Natural gas refueling stations and station equipment are designed to codes and standards to ensure safe operation. The local Authority responsible for the safe handling of fuels and pressure vessels must inspect a station after installation and commissioning. An approval by the Authority must be secured before putting the station into operation. Any pressure-related station components must also have separate approvals which are denoted by their Canadian Registration Number (CRN). Natural gas refueling stations are designed with many features to ensure safe operation:
- Sealed system: Natural gas is dispensed into vehicles through a sealed system that ensures the flow of gas into a vehicle without any leakage into the environment. This sealed system prevents oxygen from entering the fuel system and eliminates any risk of fuel ignition during refueling.
- Connection to vehicle: Natural gas cannot flow from the station dispenser until it is properly connected to the receptacle on the vehicle. Natural gas will not flow out of the refueling dispenser unless it is connected to the vehicle.
- Emergency shut-off controls: In an emergency, shut-off controls are used to turn off the gas supply to the station. Other shut-off controls can be installed to shut down power and the flow of gas to the compressor.
- Remote monitoring: Stations can be monitored remotely via the Internet to detect and solve technical problems, and to control station operations.
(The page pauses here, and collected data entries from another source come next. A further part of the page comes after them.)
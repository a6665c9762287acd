use super::Td3Config;
use crate::{
    dqn::{greedy, DqnModel, EpsilonGreedy},
    model::SubModel1,
    util::{
        abs_td_err, clamp_target, critic_loss, discrete_act_tensor, input_tensor, not_terminated,
        obs_tensor, track, twin_min, vec_tensor, CriticLoss, OutDim,
    },
};
use anyhow::Result;
use candle_core::{shape::D, Device, Tensor};
use her_core::{
    record::{Record, RecordValue},
    util::{ckpt_path, ensure_ckpt_files, normalizer_path},
    Agent, DiscreteAct, Env, GoalObs, GoalTransitionBatch, Normalizer, Policy, ReplayBufferBase,
};
use rand::{rngs::SmallRng, SeedableRng};
use serde::{de::DeserializeOwned, Serialize};
use std::{
    fmt::Debug,
    fs,
    marker::PhantomData,
    path::{Path, PathBuf},
};

const ROLES: [&str; 4] = ["qnet1", "qnet2", "qnet1_tgt", "qnet2_tgt"];

/// Twin Q-network agent for goal-conditioned tasks with discrete actions.
///
/// Actions are selected with the first online network.
pub struct Td3<E, Q, R>
where
    Q: SubModel1<Input = Tensor, Output = Result<Tensor>>,
    Q::Config: DeserializeOwned + Serialize + OutDim + Debug + PartialEq + Clone,
{
    qnets: [DqnModel<Q>; 2],
    qnets_tgt: [DqnModel<Q>; 2],
    critic_target_update_interval: usize,
    n_updates_per_opt: usize,
    batch_size: usize,
    discount_factor: f64,
    tau: f64,
    clip_target: Option<(f64, f64)>,
    critic_loss: CriticLoss,
    explorer: EpsilonGreedy,
    normalizer: Normalizer,
    train: bool,
    n_opts: usize,
    device: Device,
    rng: SmallRng,
    phantom: PhantomData<(E, R)>,
}

impl<E, Q, R> Td3<E, Q, R>
where
    E: Env<Act = DiscreteAct>,
    Q: SubModel1<Input = Tensor, Output = Result<Tensor>>,
    R: ReplayBufferBase<Batch = GoalTransitionBatch<DiscreteAct>>,
    Q::Config: DeserializeOwned + Serialize + OutDim + Debug + PartialEq + Clone,
{
    /// Constructs TD3 agent.
    pub fn build(config: Td3Config<Q>) -> Result<Self> {
        let device = config.device.build()?;
        let model = || DqnModel::build(config.model_config.clone(), device.clone());
        let qnets = [model()?, model()?];
        let qnets_tgt = [model()?, model()?];
        for (qnet_tgt, qnet) in qnets_tgt.iter().zip(qnets.iter()) {
            track(qnet_tgt.varmap(), qnet.varmap(), 1.0)?;
        }

        Ok(Self {
            qnets,
            qnets_tgt,
            critic_target_update_interval: config.critic_target_update_interval.max(1),
            n_updates_per_opt: config.n_updates_per_opt,
            batch_size: config.batch_size,
            discount_factor: config.discount_factor,
            tau: config.tau,
            clip_target: config.clip_target,
            critic_loss: config.critic_loss,
            explorer: config.explorer,
            normalizer: Normalizer::build(&config.normalizer_config)?,
            train: true,
            n_opts: 0,
            device,
            rng: SmallRng::seed_from_u64(config.seed),
            phantom: PhantomData,
        })
    }

    /// Number of parameter updates so far.
    pub fn n_opts(&self) -> usize {
        self.n_opts
    }

    /// The online networks.
    pub fn qnets(&self) -> &[DqnModel<Q>; 2] {
        &self.qnets
    }

    /// The target networks.
    pub fn qnets_tgt(&self) -> &[DqnModel<Q>; 2] {
        &self.qnets_tgt
    }

    /// Bootstrapped targets of shape `[batch_size]`.
    fn target(&self, next_obs: &Tensor, reward: Tensor, not_done: Tensor) -> Result<Tensor> {
        let next_qs = self
            .qnets_tgt
            .iter()
            .map(|q| Ok(q.forward(next_obs)?.max(D::Minus1)?))
            .collect::<Result<Vec<_>>>()?;
        let next_q = twin_min(&next_qs)?;
        let tgt = (reward + (not_done * next_q)?.affine(self.discount_factor, 0.0)?)?;
        Ok(clamp_target(tgt, self.clip_target)?.detach())
    }

    fn update_critic(
        &mut self,
        batch: GoalTransitionBatch<DiscreteAct>,
        buffer: &mut R,
    ) -> Result<f32> {
        let (obs, act, next_obs, reward, is_terminated, _, ixs, weight) = batch.unpack();
        let obs = input_tensor(&obs, &self.normalizer, &self.device)?;
        let act = discrete_act_tensor(&act, &self.device)?;
        let next_obs = input_tensor(&next_obs, &self.normalizer, &self.device)?;
        let reward = vec_tensor(&reward, &self.device)?;
        let not_done = not_terminated(&is_terminated, &self.device)?;
        let weight = match weight {
            Some(w) => Some(vec_tensor(&w, &self.device)?),
            None => None,
        };
        let tgt = self.target(&next_obs, reward, not_done)?;

        let mut loss_sum = 0f32;
        let mut td_err = None;
        for (i, qnet) in self.qnets.iter_mut().enumerate() {
            let pred = qnet
                .forward(&obs)?
                .gather(&act, D::Minus1)?
                .squeeze(D::Minus1)?;
            let loss = critic_loss(&self.critic_loss, &pred, &tgt, weight.as_ref())?;
            qnet.backward_step(&loss)?;
            loss_sum += loss.to_scalar::<f32>()?;
            if i == 0 && ixs.is_some() {
                td_err = Some(abs_td_err(&pred.detach(), &tgt)?);
            }
        }

        if td_err.is_some() {
            buffer.update_priority(&ixs, &td_err);
        }

        Ok(loss_sum / 2.0)
    }

    fn soft_update(&self) -> Result<()> {
        for (qnet_tgt, qnet) in self.qnets_tgt.iter().zip(self.qnets.iter()) {
            track(qnet_tgt.varmap(), qnet.varmap(), self.tau)?;
        }
        Ok(())
    }

    fn opt_(&mut self, buffer: &mut R, steps: usize, batch_size: usize) -> Result<Option<Record>> {
        if batch_size == 0 || buffer.len() < batch_size {
            return Ok(None);
        }

        let mut loss_critic = 0f32;
        let mut n_updates = 0;

        for _ in 0..steps {
            let batch = match buffer.batch(batch_size)? {
                Some(batch) => batch,
                None => break,
            };
            loss_critic += self.update_critic(batch, buffer)?;
            n_updates += 1;

            if self.n_opts % self.critic_target_update_interval == 0 {
                self.soft_update()?;
            }
            self.n_opts += 1;
        }

        if n_updates == 0 {
            return Ok(None);
        }

        Ok(Some(Record::from_slice(&[
            ("loss_critic", RecordValue::Scalar(loss_critic / n_updates as f32)),
            ("epsilon", RecordValue::Scalar(self.explorer.eps() as f32)),
        ])))
    }
}

impl<E, Q, R> Policy<E> for Td3<E, Q, R>
where
    E: Env<Act = DiscreteAct>,
    Q: SubModel1<Input = Tensor, Output = Result<Tensor>>,
    Q::Config: DeserializeOwned + Serialize + OutDim + Debug + PartialEq + Clone,
{
    fn sample(&mut self, obs: &GoalObs) -> Result<DiscreteAct> {
        let x = obs_tensor(obs, &self.normalizer, &self.device)?;
        let q = self.qnets[0].forward(&x)?;
        let a = match self.train {
            true => self.explorer.action(&q, &mut self.rng)?,
            false => greedy(&q)?,
        };
        Ok(DiscreteAct(a))
    }
}

impl<E, Q, R> Agent<E, R> for Td3<E, Q, R>
where
    E: Env<Act = DiscreteAct>,
    Q: SubModel1<Input = Tensor, Output = Result<Tensor>>,
    R: ReplayBufferBase<Batch = GoalTransitionBatch<DiscreteAct>>,
    Q::Config: DeserializeOwned + Serialize + OutDim + Debug + PartialEq + Clone,
{
    fn train(&mut self) {
        self.train = true;
    }

    fn eval(&mut self) {
        self.train = false;
    }

    fn is_train(&self) -> bool {
        self.train
    }

    fn learn(&mut self, buffer: &mut R) -> Result<Option<Record>> {
        self.opt_(buffer, self.n_updates_per_opt, self.batch_size)
    }

    fn learn_steps(
        &mut self,
        buffer: &mut R,
        steps: usize,
        batch_size: usize,
    ) -> Result<Option<Record>> {
        self.opt_(buffer, steps, batch_size)
    }

    fn normalizer(&self) -> &Normalizer {
        &self.normalizer
    }

    fn normalizer_mut(&mut self) -> &mut Normalizer {
        &mut self.normalizer
    }

    fn end_episode(&mut self) -> Result<()> {
        self.normalizer.update_mean();
        self.explorer.end_episode();
        Ok(())
    }

    fn save_params(&self, dir: &Path, epoch: usize) -> Result<Vec<PathBuf>> {
        fs::create_dir_all(dir)?;
        let mut paths = Vec::with_capacity(ROLES.len() + 1);
        let models = self.qnets.iter().chain(self.qnets_tgt.iter());
        for (role, model) in ROLES.iter().zip(models) {
            let path = ckpt_path(dir, role, epoch);
            model.save(&path)?;
            paths.push(path);
        }
        let path = normalizer_path(dir, epoch);
        self.normalizer.save(&path)?;
        paths.push(path);
        Ok(paths)
    }

    fn load_params(&mut self, dir: &Path, epoch: usize) -> Result<()> {
        let paths = ensure_ckpt_files(dir, &ROLES, epoch)?;
        let models = self.qnets.iter_mut().chain(self.qnets_tgt.iter_mut());
        for (path, model) in paths.iter().zip(models) {
            model.load(path)?;
        }
        self.normalizer.load(normalizer_path(dir, epoch))?;
        Ok(())
    }
}
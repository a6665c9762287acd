//! Default implementation of the [`Evaluator`] trait.
use super::Evaluator;
use crate::{
    base::Policy,
    record::{Record, RecordValue::Scalar},
    reward::RewardFn,
    Env,
};
use anyhow::Result;
use log::debug;

/// Runs a fixed number of episodes and reports the average return and
/// success rate.
///
/// An episode is successful if the reward function regards the achieved goal
/// of the last observation as reaching its desired goal.
pub struct DefaultEvaluator<E: Env, F: RewardFn> {
    n_episodes: usize,
    max_steps: Option<usize>,
    reward_fn: F,
    env: E,
}

impl<E: Env, F: RewardFn> Evaluator<E> for DefaultEvaluator<E, F> {
    fn evaluate<P: Policy<E>>(&mut self, policy: &mut P) -> Result<Record> {
        let mut r_total = 0f32;
        let mut n_success = 0usize;

        for ix in 0..self.n_episodes {
            let mut obs = self.env.reset_with_index(ix)?;
            let mut t = 0;

            loop {
                let act = policy.sample(&obs)?;
                let step = self.env.step(&act)?;
                r_total += step.reward;
                t += 1;
                let done = step.is_done() || self.max_steps.map_or(false, |m| t >= m);
                obs = step.obs;
                if done {
                    break;
                }
            }

            if self.reward_fn.is_success(&obs.achieved_goal, &obs.desired_goal) {
                n_success += 1;
            }
            debug!("Test episode {}: {} steps", ix, t);
        }

        let n = self.n_episodes.max(1) as f32;
        Ok(Record::from_slice(&[
            ("episode_return", Scalar(r_total / n)),
            ("success_rate", Scalar(n_success as f32 / n)),
        ]))
    }
}

impl<E: Env, F: RewardFn> DefaultEvaluator<E, F> {
    /// Constructs a new [`DefaultEvaluator`].
    pub fn new(config: &E::Config, seed: i64, n_episodes: usize, reward_fn: F) -> Result<Self> {
        Ok(Self {
            n_episodes,
            max_steps: None,
            reward_fn,
            env: E::build(config, seed)?,
        })
    }

    /// Sets the maximum number of steps of a test episode.
    pub fn max_steps(mut self, v: Option<usize>) -> Self {
        self.max_steps = v;
        self
    }

    /// Sets the number of test episodes.
    pub fn n_episodes(mut self, v: usize) -> Self {
        self.n_episodes = v;
        self
    }
}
Natural gas has properties that differ from those of liquid fuels. Fleet owners interested in natural gas must learn about the safe handling of natural gas as a vehicle fuel. No special training or protective equipment is required to refuel a vehicle powered by compressed natural gas (CNG). To refuel a liquefied natural gas (LNG) vehicle, a face shield and gloves are needed to protect from frostbite and from the risk of breathing cold vapours.